◆ Assignment ◆
Output, without alteration, the first line of the entries and each line after it, stopping with the line that contains "pub fn exposure_probability(adstock: f32)".

◆ Data ◆
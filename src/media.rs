use crate::agent::Agent;
use crate::config::{MediaMix, CHANNELS, N_CHANNELS};
use crate::funnel::FunnelStage;
use rand::rngs::StdRng;
use rand::Rng;

// Saturation of the adstock-to-exposure transform
pub const SATURATION_GAMMA: f32 = 3.0;

// Diminishing-returns transform from accumulated adstock to a per-day
// exposure probability.
pub fn exposure_probability(adstock: f32) -> f32 {
    1. - (-SATURATION_GAMMA * adstock).exp()
}

// One day of media for one agent. Mutates the agent's per-channel adstock
// carry-over and exposure memory. Returns whether the agent advanced; media
// advances an agent at most one stage per day across all channels combined.
pub fn expose(
    agent: &mut Agent,
    mix: &MediaMix,
    shares: &[f32; N_CHANNELS],
    rng: &mut StdRng,
) -> bool {
    let mut advance = false;
    for ch in CHANNELS.iter() {
        let conf = mix.channel(*ch);
        let reach = shares[ch.index()] * agent.channel_modifier(*ch);
        let adstock = conf.alpha * reach + conf.memory * agent.adstock[ch.index()];
        agent.adstock[ch.index()] = adstock;

        let exposure: f32 = rng.gen();
        if exposure < exposure_probability(adstock) {
            agent.media_exposures += 1;
            agent.days_since_exposure = 0;

            let effect = conf.alpha * agent.current_receptivity() * agent.current_openness();
            let roll: f32 = rng.gen();
            if roll < effect && agent.stage < FunnelStage::Adopted {
                advance = true;
            }
        }
    }
    if advance {
        agent.advance_stage();
    }
    advance
}

#[cfg(test)]
mod tests {
    use super::*;
    use crate::config::tests::base_scenario;
    use rand::SeedableRng;

    #[test]
    fn test_exposure_probability_shape() {
        assert_eq!(exposure_probability(0.), 0.);
        let mut last = 0.;
        for i in 1..10 {
            let e = exposure_probability(i as f32 * 0.1);
            assert!(e > last && e < 1.);
            last = e;
        }
    }

    #[test]
    fn test_zero_shares_no_exposure() {
        let conf = base_scenario();
        let mut rng: StdRng = SeedableRng::seed_from_u64(42);
        let mut agent = crate::agent::Agent::new(0, &conf, &mut rng);
        let shares = [0.; N_CHANNELS];
        for _ in 0..50 {
            let advanced = expose(&mut agent, &conf.media, &shares, &mut rng);
            assert!(!advanced);
        }
        assert_eq!(agent.stage, FunnelStage::Unaware);
        assert_eq!(agent.media_exposures, 0);
        assert_eq!(agent.adstock, [0., 0., 0.]);
    }

    #[test]
    fn test_adstock_accumulates_and_saturates() {
        let conf = base_scenario();
        let mut rng: StdRng = SeedableRng::seed_from_u64(42);
        let mut agent = crate::agent::Agent::new(0, &conf, &mut rng);
        let shares = conf.media.normalized_shares();

        let mut last = 0.;
        for _ in 0..100 {
            expose(&mut agent, &conf.media, &shares, &mut rng);
            let a = agent.adstock[0];
            assert!(a.is_finite());
            assert!(a >= last || (a - last).abs() < 1e-4);
            last = a;
        }
        // Geometric carry-over converges to alpha * reach / (1 - memory)
        let reach = shares[0] * agent.channel_modifier(crate::config::Channel::Sns);
        let limit = conf.media.sns.alpha * reach / (1. - conf.media.sns.memory);
        assert!((agent.adstock[0] - limit).abs() < 1e-3);
    }

    #[test]
    fn test_at_most_one_stage_per_day() {
        let mut conf = base_scenario();
        conf.media.sns = crate::config::MediaChannelConfig::new(1., 1.);
        conf.media.video = crate::config::MediaChannelConfig::new(1., 1.);
        conf.media.search = crate::config::MediaChannelConfig::new(1., 1.);
        let shares = conf.media.normalized_shares();
        let mut rng: StdRng = SeedableRng::seed_from_u64(42);
        let mut agent = crate::agent::Agent::new(0, &conf, &mut rng);
        // Make every draw a success
        agent.receptivity = 1.;
        agent.openness = 1.;

        for _ in 0..20 {
            let before = agent.stage;
            expose(&mut agent, &conf.media, &shares, &mut rng);
            assert!(agent.stage.index() <= before.index() + 1);
        }
    }
}
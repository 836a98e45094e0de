use crate::aggregate::{aggregate, RepetitionSeries, RunResult};
use crate::config::ScenarioConfig;
use crate::error::EngineError;
use crate::sim::Simulation;
use rand::rngs::StdRng;
use rand::SeedableRng;
use rayon::prelude::*;
use std::sync::atomic::{AtomicBool, AtomicUsize, Ordering};
use tracing::{debug, info};
use uuid::Uuid;

/// Terminal state of a run. Cancellation is not a failure: partial progress
/// is reported, but no result is produced.
#[derive(Debug, Clone, PartialEq)]
pub enum RunOutcome {
    Done(RunResult),
    Cancelled {
        days_done: usize,
        days_total: usize,
    },
}

pub type ProgressFn<'a> = dyn Fn(f32) + Sync + 'a;

/// Drives `steps` days x `reps` repetitions of a validated scenario.
///
/// Each repetition is an independent unit of work: it derives a sub-seed
/// from `(seed, rep)`, regenerates network and population from it, and runs
/// its days strictly sequentially. Repetitions execute on a bounded worker
/// pool and share nothing mutable except the progress counter and the
/// cancellation flag; their outputs are merged in repetition order after
/// all complete, so results do not depend on scheduling.
#[derive(Debug)]
pub struct SimulationRunner {
    conf: ScenarioConfig,
    workers: usize,
}

impl SimulationRunner {
    /// Fails fast with a config error before any simulation starts.
    pub fn new(conf: ScenarioConfig) -> Result<SimulationRunner, EngineError> {
        conf.validate()?;
        Ok(SimulationRunner { conf, workers: 0 })
    }

    /// Bound the repetition worker pool. 0 means one worker per core.
    pub fn with_workers(mut self, workers: usize) -> SimulationRunner {
        self.workers = workers;
        self
    }

    pub fn config(&self) -> &ScenarioConfig {
        &self.conf
    }

    pub fn run(
        &self,
        run_id: Uuid,
        progress: Option<&ProgressFn>,
        cancel: &AtomicBool,
    ) -> Result<RunOutcome, EngineError> {
        let days_total = self.conf.steps * self.conf.reps;
        let days_done = AtomicUsize::new(0);

        info!(
            %run_id,
            n = self.conf.network.n,
            steps = self.conf.steps,
            reps = self.conf.reps,
            "starting run"
        );

        let pool = rayon::ThreadPoolBuilder::new()
            .num_threads(self.workers)
            .build()
            .map_err(|e| {
                EngineError::InvalidScenarioConfig(format!("worker pool: {}", e))
            })?;

        let outcomes: Vec<Result<Option<RepetitionSeries>, EngineError>> = pool.install(|| {
            (0..self.conf.reps)
                .into_par_iter()
                .map(|rep| self.run_repetition(rep, &days_done, days_total, progress, cancel))
                .collect()
        });

        let mut series = Vec::with_capacity(self.conf.reps);
        let mut cancelled = false;
        for outcome in outcomes {
            match outcome? {
                Some(s) => series.push(s),
                None => cancelled = true,
            }
        }

        if cancelled {
            let days_done = days_done.load(Ordering::Relaxed);
            info!(%run_id, days_done, days_total, "run cancelled");
            return Ok(RunOutcome::Cancelled {
                days_done,
                days_total,
            });
        }

        info!(%run_id, "run complete, aggregating");
        Ok(RunOutcome::Done(aggregate(run_id, &self.conf, &series)))
    }

    fn run_repetition(
        &self,
        rep: usize,
        days_done: &AtomicUsize,
        days_total: usize,
        progress: Option<&ProgressFn>,
        cancel: &AtomicBool,
    ) -> Result<Option<RepetitionSeries>, EngineError> {
        let sub_seed = self.conf.seed.wrapping_add(rep as u64);
        let mut rng: StdRng = SeedableRng::seed_from_u64(sub_seed);
        let mut sim = Simulation::new(&self.conf, &mut rng)?;

        debug!(rep, sub_seed, "repetition start");

        let mut counts = Vec::with_capacity(self.conf.steps + 1);
        counts.push(sim.metric_counts());

        for day in 1..=self.conf.steps {
            // Cooperative cancellation, checked between days
            if cancel.load(Ordering::Relaxed) {
                debug!(rep, day, "repetition cancelled");
                return Ok(None);
            }

            sim.step(&self.conf, &mut rng);
            sim.check_invariants(rep, day)?;
            counts.push(sim.metric_counts());

            let done = days_done.fetch_add(1, Ordering::Relaxed) + 1;
            if let Some(report) = progress {
                report(done as f32 / days_total as f32);
            }
        }

        Ok(Some(RepetitionSeries { rep, counts }))
    }
}
use std::collections::HashMap;
use std::fmt;

use tracing::debug;

use super::error::{CatalogError, PatternCompileError};
use super::group::GroupDefinition;
use super::ruleset::{CompileOptions, CompiledRuleSet};
use super::tsid::TsIdentifier;

/// A set of named group definitions that may reference each other.
///
/// # Example
///
/// ```
/// use tsgroup::{GroupCatalog, GroupDefinition, MemberType, TsId};
///
/// let catalog = GroupCatalog::new()
///     .group(GroupDefinition::new("Stage").with_member(MemberType::BaseParam, "Stage"))
///     .group(GroupDefinition::new("Retired").with_member(MemberType::Location, "OLD*"))
///     .group(GroupDefinition::new("Active Stage").include("Stage").exclude("Retired"))
///     .compile()
///     .unwrap();
///
/// let ids = [
///     TsId::from_path("ABC.Stage.Inst.1Hour.0.raw"),
///     TsId::from_path("OLDX.Stage.Inst.1Hour.0.raw"),
///     TsId::from_path("ABC.Flow.Inst.1Hour.0.raw"),
/// ];
/// let members = catalog.expand("Active Stage", &ids).unwrap();
/// assert_eq!(members.len(), 1);
/// assert_eq!(members[0].to_string(), "ABC.Stage.Inst.1Hour.0.raw");
/// ```
#[derive(Debug, Clone, Default)]
pub struct GroupCatalog {
    groups: Vec<GroupDefinition>,
}

impl GroupCatalog {
    #[must_use]
    pub fn new() -> Self {
        Self::default()
    }

    /// Add a group definition.
    #[must_use]
    pub fn group(mut self, definition: GroupDefinition) -> Self {
        self.groups.push(definition);
        self
    }

    pub fn insert(&mut self, definition: GroupDefinition) {
        self.groups.push(definition);
    }

    #[must_use]
    pub fn groups(&self) -> &[GroupDefinition] {
        &self.groups
    }

    #[must_use]
    pub fn get(&self, name: &str) -> Option<&GroupDefinition> {
        self.groups.iter().find(|g| g.name() == name)
    }

    /// Edit a definition in place. Compile the catalog again afterwards.
    pub fn get_mut(&mut self, name: &str) -> Option<&mut GroupDefinition> {
        self.groups.iter_mut().find(|g| g.name() == name)
    }

    /// Remove a definition, returning it.
    pub fn remove(&mut self, name: &str) -> Option<GroupDefinition> {
        let idx = self.groups.iter().position(|g| g.name() == name)?;
        Some(self.groups.remove(idx))
    }

    /// Validate subgroup references and compile every group with default options.
    ///
    /// # Errors
    ///
    /// Returns [`CatalogError`] on duplicate names, undefined subgroups, or
    /// cyclic subgroup references.
    pub fn compile(&self) -> Result<CompiledCatalog, CatalogError> {
        self.compile_with(&CompileOptions::default())
    }

    /// # Errors
    ///
    /// See [`compile()`](Self::compile).
    pub fn compile_with(&self, options: &CompileOptions) -> Result<CompiledCatalog, CatalogError> {
        crate::compile::compile_catalog(&self.groups, options)
    }

    /// Parse a catalog from DSL text.
    ///
    /// # Errors
    ///
    /// Returns [`TsGroupError`](crate::TsGroupError) on parse failure.
    pub fn from_dsl(input: &str) -> Result<Self, crate::TsGroupError> {
        let parsed = crate::parse::parse(input)?;
        Ok(Self {
            groups: parsed.groups,
        })
    }

    /// Read and parse a catalog file.
    ///
    /// # Errors
    ///
    /// Returns [`TsGroupError`](crate::TsGroupError) on I/O or parse failure.
    pub fn from_file(path: impl AsRef<std::path::Path>) -> Result<Self, crate::TsGroupError> {
        let input = std::fs::read_to_string(path)?;
        Self::from_dsl(&input)
    }
}

/// A group with its rules compiled and its subgroups resolved to indices.
#[derive(Debug, Clone)]
pub(crate) struct CompiledGroup {
    pub(crate) definition: GroupDefinition,
    pub(crate) rules: CompiledRuleSet,
    /// Explicit member paths, upper-cased.
    pub(crate) explicit: Vec<String>,
    pub(crate) includes: Vec<usize>,
    pub(crate) excludes: Vec<usize>,
    pub(crate) intersects: Vec<usize>,
    /// Groups to evaluate, ascending, ending with this one.
    pub(crate) plan: Vec<usize>,
    pub(crate) needs_unique_string: bool,
}

/// A compiled, immutable catalog. Thread-safe and designed to live behind `Arc`.
///
/// Groups are stored in evaluation order: every subgroup precedes the groups
/// that reference it.
#[derive(Debug, Clone)]
pub struct CompiledCatalog {
    pub(crate) groups: Vec<CompiledGroup>,
    pub(crate) group_indices: HashMap<String, usize>,
    pub(crate) options: CompileOptions,
}

impl CompiledCatalog {
    #[must_use]
    pub fn len(&self) -> usize {
        self.groups.len()
    }

    #[must_use]
    pub fn is_empty(&self) -> bool {
        self.groups.is_empty()
    }

    /// The options the catalog was compiled with.
    #[must_use]
    pub fn options(&self) -> &CompileOptions {
        &self.options
    }

    /// The compiled rules of one group, ignoring its subgroups.
    #[must_use]
    pub fn rule_set(&self, name: &str) -> Option<&CompiledRuleSet> {
        self.find(name).map(|g| &g.rules)
    }

    #[must_use]
    pub fn definition(&self, name: &str) -> Option<&GroupDefinition> {
        self.find(name).map(|g| &g.definition)
    }

    /// Whether the candidate is a member of the named group, subgroups included.
    ///
    /// Returns `None` if no group has that name.
    #[must_use]
    pub fn contains<T: TsIdentifier + ?Sized>(&self, name: &str, candidate: &T) -> Option<bool> {
        let target = *self.group_indices.get(name)?;
        let mut scratch = vec![false; self.groups.len()];
        Some(crate::evaluate::group_contains(
            &self.groups,
            target,
            candidate,
            &mut scratch,
        ))
    }

    /// The candidates that are members of the named group, in input order.
    ///
    /// Returns `None` if no group has that name.
    #[must_use]
    pub fn expand<'a, T: TsIdentifier>(&self, name: &str, candidates: &'a [T]) -> Option<Vec<&'a T>> {
        let target = *self.group_indices.get(name)?;
        let mut scratch = vec![false; self.groups.len()];
        let members: Vec<&'a T> = candidates
            .iter()
            .filter(|c| crate::evaluate::group_contains(&self.groups, target, *c, &mut scratch))
            .collect();
        debug!(
            group = name,
            "expanded group: {} of {} identifiers matched",
            members.len(),
            candidates.len()
        );
        Some(members)
    }

    /// Names of every group the candidate belongs to, in evaluation order.
    ///
    /// All groups are decided in a single pass, so each subgroup is evaluated once.
    #[must_use]
    pub fn groups_containing<T: TsIdentifier + ?Sized>(&self, candidate: &T) -> Vec<&str> {
        let results = crate::evaluate::all_groups_containing(&self.groups, candidate);
        self.groups
            .iter()
            .zip(results)
            .filter_map(|(g, member)| member.then(|| g.definition.name()))
            .collect()
    }

    /// Group names in evaluation order.
    #[must_use]
    pub fn evaluation_order(&self) -> Vec<&str> {
        self.groups.iter().map(|g| g.definition.name()).collect()
    }

    /// Names of the subgroups a group references directly.
    ///
    /// Returns `None` if no group has that name.
    #[must_use]
    pub fn dependencies_of(&self, name: &str) -> Option<Vec<&str>> {
        self.find(name).map(|g| {
            g.definition
                .subgroups()
                .iter()
                .map(|s| s.name.as_str())
                .collect()
        })
    }

    /// Names of every group that references the named group, directly or
    /// through other subgroups, in evaluation order. These are the groups whose
    /// membership can change when the named group changes.
    ///
    /// Returns `None` if no group has that name.
    #[must_use]
    pub fn dependents_of(&self, name: &str) -> Option<Vec<&str>> {
        let target = *self.group_indices.get(name)?;
        Some(
            self.groups
                .iter()
                .skip(target + 1)
                .filter(|g| g.plan.binary_search(&target).is_ok())
                .map(|g| g.definition.name())
                .collect(),
        )
    }

    /// Every dropped spec across the catalog, with the name of its group.
    #[must_use]
    pub fn compile_errors(&self) -> Vec<(&str, &PatternCompileError)> {
        self.groups
            .iter()
            .flat_map(|g| g.rules.errors().iter().map(move |e| (g.definition.name(), e)))
            .collect()
    }

    fn find(&self, name: &str) -> Option<&CompiledGroup> {
        self.group_indices.get(name).map(|&idx| &self.groups[idx])
    }
}

#[cfg(feature = "binary-cache")]
impl CompiledCatalog {
    /// Serialize this catalog to a byte vector.
    ///
    /// The optional `source_text` is hashed (BLAKE3) and embedded in the
    /// payload; [`serial::is_stale`](crate::serial::is_stale) compares against it.
    ///
    /// # Errors
    ///
    /// Returns [`SerializeError`](crate::serial::SerializeError) if encoding fails.
    pub fn to_bytes(
        &self,
        source_text: Option<&str>,
    ) -> Result<Vec<u8>, crate::serial::SerializeError> {
        crate::serial::encode(self, source_text)
    }

    /// Load a catalog from bytes produced by [`to_bytes`](Self::to_bytes).
    /// Patterns are recompiled with the stored options.
    ///
    /// # Errors
    ///
    /// Returns [`DeserializeError`](crate::serial::DeserializeError) on
    /// format, integrity, or validation failure.
    pub fn from_bytes(bytes: &[u8]) -> Result<Self, crate::serial::DeserializeError> {
        crate::serial::decode(bytes)
    }

    /// # Errors
    ///
    /// Returns [`SerializeError`](crate::serial::SerializeError) on
    /// encoding or I/O failure.
    pub fn to_binary_file(
        &self,
        path: impl AsRef<std::path::Path>,
        source_text: Option<&str>,
    ) -> Result<(), crate::serial::SerializeError> {
        let bytes = self.to_bytes(source_text)?;
        std::fs::write(path, bytes)?;
        Ok(())
    }

    /// # Errors
    ///
    /// Returns [`DeserializeError`](crate::serial::DeserializeError) on
    /// I/O, format, integrity, or validation failure.
    pub fn from_binary_file(
        path: impl AsRef<std::path::Path>,
    ) -> Result<Self, crate::serial::DeserializeError> {
        let bytes = std::fs::read(path)?;
        Self::from_bytes(&bytes)
    }
}

impl fmt::Display for CompiledCatalog {
    fn fmt(&self, f: &mut fmt::Formatter<'_>) -> fmt::Result {
        let errors: usize = self.groups.iter().map(|g| g.rules.errors().len()).sum();
        write!(
            f,
            "CompiledCatalog({} groups, {} dropped specs)",
            self.groups.len(),
            errors
        )
    }
}
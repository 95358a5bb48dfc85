use crate::GroupDefinition;

/// The result of parsing group DSL text, in definition order.
#[derive(Debug, Default)]
pub struct ParsedCatalog {
    pub groups: Vec<GroupDefinition>,
}

use proptest::prelude::*;
use strategies::{arb_group, arb_tsid, glob_matches};
use tsgroup::{
    split_base_sub, Dimension, GroupDefinition, Granularity, MemberType, Rejection, TsId,
    TsIdentifier,
};

/// Straight-line restatement of the membership rules.
fn reference_matches(def: &GroupDefinition, id: &TsId) -> bool {
    let mut configured = 0;
    for dim in Dimension::ALL {
        let members: Vec<(MemberType, &str)> = def
            .members()
            .iter()
            .filter(|m| m.member_type.dimension() == dim)
            .map(|m| (m.member_type, m.value.as_str()))
            .collect();
        let site_literals = dim == Dimension::Location && !def.site_ids().is_empty();
        let code_literals = dim == Dimension::Param && !def.data_types().is_empty();
        if members.is_empty() && !site_literals && !code_literals {
            continue;
        }
        configured += 1;

        if site_literals && id.site_key().is_some_and(|k| def.site_ids().contains(&k)) {
            continue;
        }
        let value = id.part(dim).unwrap_or_default();
        if value.trim().is_empty() {
            return false;
        }
        if code_literals && def.data_types().iter().any(|dt| dt.code.eq_ignore_ascii_case(value)) {
            continue;
        }
        if members.is_empty() {
            return false;
        }

        let passed = if members[0].0.is_pattern() {
            let (base, sub) = split_base_sub(value);
            let order = if dim == Dimension::Version {
                [Granularity::Full, Granularity::Sub, Granularity::Base]
            } else {
                [Granularity::Full, Granularity::Base, Granularity::Sub]
            };
            order.iter().any(|&g| {
                let candidate = match g {
                    Granularity::Full => Some(value),
                    Granularity::Base => Some(base),
                    Granularity::Sub => sub,
                };
                candidate.is_some_and(|c| {
                    members
                        .iter()
                        .filter(|(mt, _)| mt.granularity() == g)
                        .any(|(_, spec)| glob_matches(spec, c))
                })
            })
        } else {
            members.iter().any(|(_, v)| v.eq_ignore_ascii_case(value))
        };
        if !passed {
            return false;
        }
    }
    configured > 0
}

proptest! {
    #![proptest_config(ProptestConfig::with_cases(1000))]

    /// Compiled evaluation agrees with the reference model.
    #[test]
    fn eval_agrees_with_reference(def in arb_group(), id in arb_tsid()) {
        let rules = def.compile();
        prop_assert!(rules.errors().is_empty());
        prop_assert_eq!(rules.matches(&id), reference_matches(&def, &id), "group {:?} id {}", def, id);
    }

    /// The detailed report gives the same answer as the plain predicate.
    #[test]
    fn report_agrees_with_matches(def in arb_group(), id in arb_tsid()) {
        let rules = def.compile();
        let report = rules.matches_detailed(&id);
        prop_assert_eq!(report.is_match(), rules.matches(&id));
        if report.is_match() {
            prop_assert_eq!(report.passed().len(), rules.configured_dimensions().len());
        }
        if rules.is_unconstrained() {
            prop_assert_eq!(report.rejection(), Some(Rejection::EmptyGroup));
        }
    }

    /// Evaluation never panics, even for identifiers with missing parts.
    #[test]
    fn eval_never_panics_on_partial_ids(def in arb_group(), path in "[ABab.-]{0,12}") {
        let rules = def.compile();
        let id = TsId::from_path(&path);
        let _ = rules.matches(&id);
        let _ = rules.matches_detailed(&id);
    }
}
use std::time::Instant;

use tracing::{trace, warn};

use crate::pattern::WildcardPattern;
use crate::types::{
    CompiledGroup, CompiledRuleSet, Dimension, Granularity, MatchPath, MatchReport, PatternTiers,
    Rejection, TsIdentifier,
};

/// Location and Param fall back full, base, sub.
const FULL_BASE_SUB: [Granularity; 3] = [Granularity::Full, Granularity::Base, Granularity::Sub];

/// Version falls back full, sub, base.
const FULL_SUB_BASE: [Granularity; 3] = [Granularity::Full, Granularity::Sub, Granularity::Base];

#[derive(Debug, Clone, Copy, PartialEq, Eq)]
enum Outcome {
    Unconfigured,
    Passed(MatchPath),
    Failed,
    Malformed,
}

pub(crate) fn matches<T: TsIdentifier + ?Sized>(rules: &CompiledRuleSet, candidate: &T) -> bool {
    let mut match_count = 0;
    for dim in Dimension::ALL {
        match check_dimension(rules, dim, candidate) {
            Outcome::Unconfigured => {}
            Outcome::Passed(_) => match_count += 1,
            Outcome::Failed | Outcome::Malformed => return false,
        }
    }
    match_count > 0
}

pub(crate) fn matches_detailed<T: TsIdentifier + ?Sized>(
    rules: &CompiledRuleSet,
    candidate: &T,
) -> MatchReport {
    let start = Instant::now();
    let mut passed = Vec::new();
    let mut rejection = None;

    for dim in Dimension::ALL {
        match check_dimension(rules, dim, candidate) {
            Outcome::Unconfigured => {}
            Outcome::Passed(path) => {
                trace!(group = %rules.name, %dim, %path, "dimension passed");
                passed.push((dim, path));
            }
            Outcome::Failed => {
                trace!(group = %rules.name, %dim, "dimension failed");
                rejection = Some(Rejection::NoMatch(dim));
                break;
            }
            Outcome::Malformed => {
                rejection = Some(Rejection::MalformedCandidate(dim));
                break;
            }
        }
    }

    if rejection.is_none() && passed.is_empty() {
        rejection = Some(Rejection::EmptyGroup);
    }
    MatchReport::new(passed, rejection, start.elapsed())
}

fn check_dimension<T: TsIdentifier + ?Sized>(
    rules: &CompiledRuleSet,
    dim: Dimension,
    candidate: &T,
) -> Outcome {
    if !rules.is_configured(dim) {
        return Outcome::Unconfigured;
    }
    match dim {
        Dimension::Location => check_location(rules, candidate),
        Dimension::Param => check_param(rules, candidate),
        Dimension::ParamType => check_literal(&rules.param_types, dim, candidate),
        Dimension::Interval => check_literal(&rules.intervals, dim, candidate),
        Dimension::Duration => check_literal(&rules.durations, dim, candidate),
        Dimension::Version => check_tiers(&rules.version, &FULL_SUB_BASE, dim, candidate),
    }
}

fn check_location<T: TsIdentifier + ?Sized>(rules: &CompiledRuleSet, candidate: &T) -> Outcome {
    if let Some(key) = candidate.site_key() {
        if rules.site_ids.contains(&key) {
            return Outcome::Passed(MatchPath::Literal);
        }
    }
    if rules.location.is_empty() {
        return Outcome::Failed;
    }
    check_tiers(&rules.location, &FULL_BASE_SUB, Dimension::Location, candidate)
}

fn check_param<T: TsIdentifier + ?Sized>(rules: &CompiledRuleSet, candidate: &T) -> Outcome {
    let Some(param) = present_part(candidate, Dimension::Param) else {
        return malformed(candidate, Dimension::Param);
    };
    let upper = param.to_uppercase();
    if rules.data_type_codes.iter().any(|code| *code == upper) {
        return Outcome::Passed(MatchPath::Literal);
    }
    if rules.param.is_empty() {
        return Outcome::Failed;
    }
    check_tiers(&rules.param, &FULL_BASE_SUB, Dimension::Param, candidate)
}

fn check_literal<T: TsIdentifier + ?Sized>(
    values: &[String],
    dim: Dimension,
    candidate: &T,
) -> Outcome {
    let Some(value) = present_part(candidate, dim) else {
        return malformed(candidate, dim);
    };
    let upper = value.to_uppercase();
    if values.iter().any(|v| *v == upper) {
        Outcome::Passed(MatchPath::Literal)
    } else {
        Outcome::Failed
    }
}

fn check_tiers<T: TsIdentifier + ?Sized>(
    tiers: &PatternTiers,
    order: &[Granularity; 3],
    dim: Dimension,
    candidate: &T,
) -> Outcome {
    let Some(part) = present_part(candidate, dim) else {
        return malformed(candidate, dim);
    };
    let full = part.to_uppercase();
    let base = candidate.base_part(dim).map(str::to_uppercase);
    let sub = candidate.sub_part(dim).map(str::to_uppercase);
    for &granularity in order {
        let value = match granularity {
            Granularity::Full => Some(full.as_str()),
            Granularity::Base => base.as_deref(),
            Granularity::Sub => sub.as_deref(),
        };
        if any_match(tiers.tier(granularity), value) {
            return Outcome::Passed(path_of(granularity));
        }
    }
    Outcome::Failed
}

/// `value` is already upper-cased.
fn any_match(patterns: &[WildcardPattern], value: Option<&str>) -> bool {
    value.is_some_and(|v| patterns.iter().any(|p| p.is_match_upper(v)))
}

fn path_of(granularity: Granularity) -> MatchPath {
    match granularity {
        Granularity::Full => MatchPath::Full,
        Granularity::Base => MatchPath::Base,
        Granularity::Sub => MatchPath::Sub,
    }
}

fn present_part<T: TsIdentifier + ?Sized>(candidate: &T, dim: Dimension) -> Option<&str> {
    candidate.part(dim).filter(|v| !v.trim().is_empty())
}

fn malformed<T: TsIdentifier + ?Sized>(candidate: &T, dim: Dimension) -> Outcome {
    warn!(
        candidate = %candidate.unique_string(),
        "time series identifier has no {} part",
        dim.as_str().to_lowercase()
    );
    Outcome::Malformed
}

/// Evaluate `target` and everything it depends on, in plan order.
///
/// `results` is scratch space indexed like `groups`; only plan entries are written.
pub(crate) fn group_contains<T: TsIdentifier + ?Sized>(
    groups: &[CompiledGroup],
    target: usize,
    candidate: &T,
    results: &mut [bool],
) -> bool {
    let plan = &groups[target].plan;
    let unique = groups[target]
        .needs_unique_string
        .then(|| candidate.unique_string().to_uppercase());

    for &idx in plan {
        results[idx] = is_member(&groups[idx], candidate, unique.as_deref(), results);
    }
    results[target]
}

/// Evaluate every group once, in catalog order. Entry `i` is membership in group `i`.
pub(crate) fn all_groups_containing<T: TsIdentifier + ?Sized>(
    groups: &[CompiledGroup],
    candidate: &T,
) -> Vec<bool> {
    let unique = groups
        .iter()
        .any(|g| g.needs_unique_string)
        .then(|| candidate.unique_string().to_uppercase());
    let mut results = vec![false; groups.len()];
    for (idx, group) in groups.iter().enumerate() {
        results[idx] = is_member(group, candidate, unique.as_deref(), &results);
    }
    results
}

fn is_member<T: TsIdentifier + ?Sized>(
    group: &CompiledGroup,
    candidate: &T,
    unique: Option<&str>,
    results: &[bool],
) -> bool {
    let explicit = unique.is_some_and(|u| group.explicit.iter().any(|e| e == u));
    let included = explicit
        || group.includes.iter().any(|&i| results[i])
        || group.rules.matches(candidate);

    included
        && !group.excludes.iter().any(|&i| results[i])
        && group.intersects.iter().all(|&i| results[i])
}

◆ Solution below ◆
filename src/media.rs
use crate::agent::Agent;
use crate::config::{MediaMix, CHANNELS, N_CHANNELS};
use crate::funnel::FunnelStage;
use rand::rngs::StdRng;
use rand::Rng;

// Saturation of the adstock-to-exposure transform
pub const SATURATION_GAMMA: f32 = 3.0;

// Diminishing-returns transform from accumulated adstock to a per-day
// exposure probability.
pub fn exposure_probability(adstock: f32) -> f32 {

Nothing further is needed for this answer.